Ixsir is a Lebanese wine company established in 2008. The winery is located just outside Batroun, north Lebanon.

The name is derived from the Arabic word for "elixir" (Al-Ikseer).

Jean-Marc Quarin awarded it "best grade for a Lebanese wine" at Bordeaux's La Semaine des Primeurs 09.

History
IXSIR was founded in 2008 by Etienne Debbane, Hady Kahale, Carlos Ghosn and Gabriel Rivero. IXSIR entered the Lebanese market in 2010, and quickly became the fastest growing wine on the Lebanese and on the export markets.
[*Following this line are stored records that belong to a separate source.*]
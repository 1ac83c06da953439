//! Vault events
//!
//! Every committed state transition is published on a broadcast channel.
//! Subscribers that fall behind lose the oldest events; the vault itself
//! never blocks on them.

use custos_common::{AccountId, TxId};
use serde::{Deserialize, Serialize};
use tokio::sync::broadcast;
use tracing::trace;

/// Default broadcast buffer per vault
pub const EVENT_CHANNEL_CAPACITY: usize = 256;

/// State transitions observable by subscribers
#[derive(Debug, Clone, PartialEq, Eq, Serialize, Deserialize)]
#[serde(tag = "type", content = "data")]
pub enum VaultEvent {
    /// New transfer recorded with the proposer's approval
    TransactionProposed {
        tx_id: TxId,
        proposer: AccountId,
        amount: u128,
        recipient: AccountId,
        asset_ledger: AccountId,
        timestamp: i64,
    },
    /// Additional approval recorded, quorum not yet reached
    TransactionApproved {
        tx_id: TxId,
        approver: AccountId,
        approvals: usize,
        required: u32,
        timestamp: i64,
    },
    /// Ledger transfer succeeded and the transaction is completed
    TransactionExecuted {
        tx_id: TxId,
        amount: u128,
        recipient: AccountId,
        approvals: usize,
        timestamp: i64,
    },
    /// Quorum was reached but the ledger refused the transfer
    ExecutionFailed {
        tx_id: TxId,
        reason: String,
        timestamp: i64,
    },
    /// A new quorum value was put forward
    QuorumUpdateProposed {
        proposed: u32,
        proposer: AccountId,
        timestamp: i64,
    },
    /// Another signer backed the pending quorum value
    QuorumUpdateApproved {
        proposed: u32,
        approver: AccountId,
        approvals: usize,
        required: u32,
        timestamp: i64,
    },
    /// Quorum changed
    QuorumUpdated {
        previous: u32,
        current: u32,
        timestamp: i64,
    },
}

impl VaultEvent {
    /// Event name as serialized in the `type` tag
    pub fn kind(&self) -> &'static str {
        match self {
            VaultEvent::TransactionProposed { .. } => "TransactionProposed",
            VaultEvent::TransactionApproved { .. } => "TransactionApproved",
            VaultEvent::TransactionExecuted { .. } => "TransactionExecuted",
            VaultEvent::ExecutionFailed { .. } => "ExecutionFailed",
            VaultEvent::QuorumUpdateProposed { .. } => "QuorumUpdateProposed",
            VaultEvent::QuorumUpdateApproved { .. } => "QuorumUpdateApproved",
            VaultEvent::QuorumUpdated { .. } => "QuorumUpdated",
        }
    }

    /// Transaction the event refers to, if any
    pub fn tx_id(&self) -> Option<TxId> {
        match self {
            VaultEvent::TransactionProposed { tx_id, .. }
            | VaultEvent::TransactionApproved { tx_id, .. }
            | VaultEvent::TransactionExecuted { tx_id, .. }
            | VaultEvent::ExecutionFailed { tx_id, .. } => Some(*tx_id),
            _ => None,
        }
    }
}

/// Sending half shared by a vault's operations
#[derive(Debug, Clone)]
pub struct EventPublisher {
    sender: broadcast::Sender<VaultEvent>,
}

impl EventPublisher {
    pub fn new(capacity: usize) -> Self {
        let (sender, _) = broadcast::channel(capacity);
        Self { sender }
    }

    pub fn subscribe(&self) -> broadcast::Receiver<VaultEvent> {
        self.sender.subscribe()
    }

    /// Publish to current subscribers; having none is not an error
    pub fn publish(&self, event: VaultEvent) {
        let kind = event.kind();
        match self.sender.send(event) {
            Ok(receivers) => trace!(event = kind, receivers, "Event published"),
            Err(_) => trace!(event = kind, "No event subscribers"),
        }
    }

    pub fn publish_all(&self, events: impl IntoIterator<Item = VaultEvent>) {
        for event in events {
            self.publish(event);
        }
    }
}

impl Default for EventPublisher {
    fn default() -> Self {
        Self::new(EVENT_CHANNEL_CAPACITY)
    }
}

#[cfg(test)]
mod tests {
    use super::*;

    #[test]
    fn test_event_serialization_is_tagged() {
        let event = VaultEvent::QuorumUpdated {
            previous: 2,
            current: 3,
            timestamp: 0,
        };
        let json = serde_json::to_value(&event).unwrap();
        assert_eq!(json["type"], "QuorumUpdated");
        assert_eq!(json["data"]["current"], 3);
        assert_eq!(event.tx_id(), None);
    }

    #[tokio::test]
    async fn test_publish_reaches_subscribers() {
        let publisher = EventPublisher::default();
        // Sending with no receivers must not panic
        publisher.publish(VaultEvent::ExecutionFailed {
            tx_id: TxId(1),
            reason: "dropped".to_string(),
            timestamp: 0,
        });

        let mut rx = publisher.subscribe();
        publisher.publish(VaultEvent::ExecutionFailed {
            tx_id: TxId(2),
            reason: "ledger offline".to_string(),
            timestamp: 0,
        });

        let received = rx.recv().await.unwrap();
        assert_eq!(received.tx_id(), Some(TxId(2)));
        assert_eq!(received.kind(), "ExecutionFailed");
    }
}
IXSIR was one of only two Lebanese producers present at Bordeaux's famous "La Semaine des Primeurs", an event hosted exclusively for the evaluation and tasting of French and international wines.

The company was present at the Horeca Hospitality exhibition as one of ten producers to compete at the event’s first-ever wine pavilion with blind wine tasting contests. Ixsir was awarded the "Revelation of the Public" for its 2009 Grande Reserve White and the Media and Press award for its 2009 White.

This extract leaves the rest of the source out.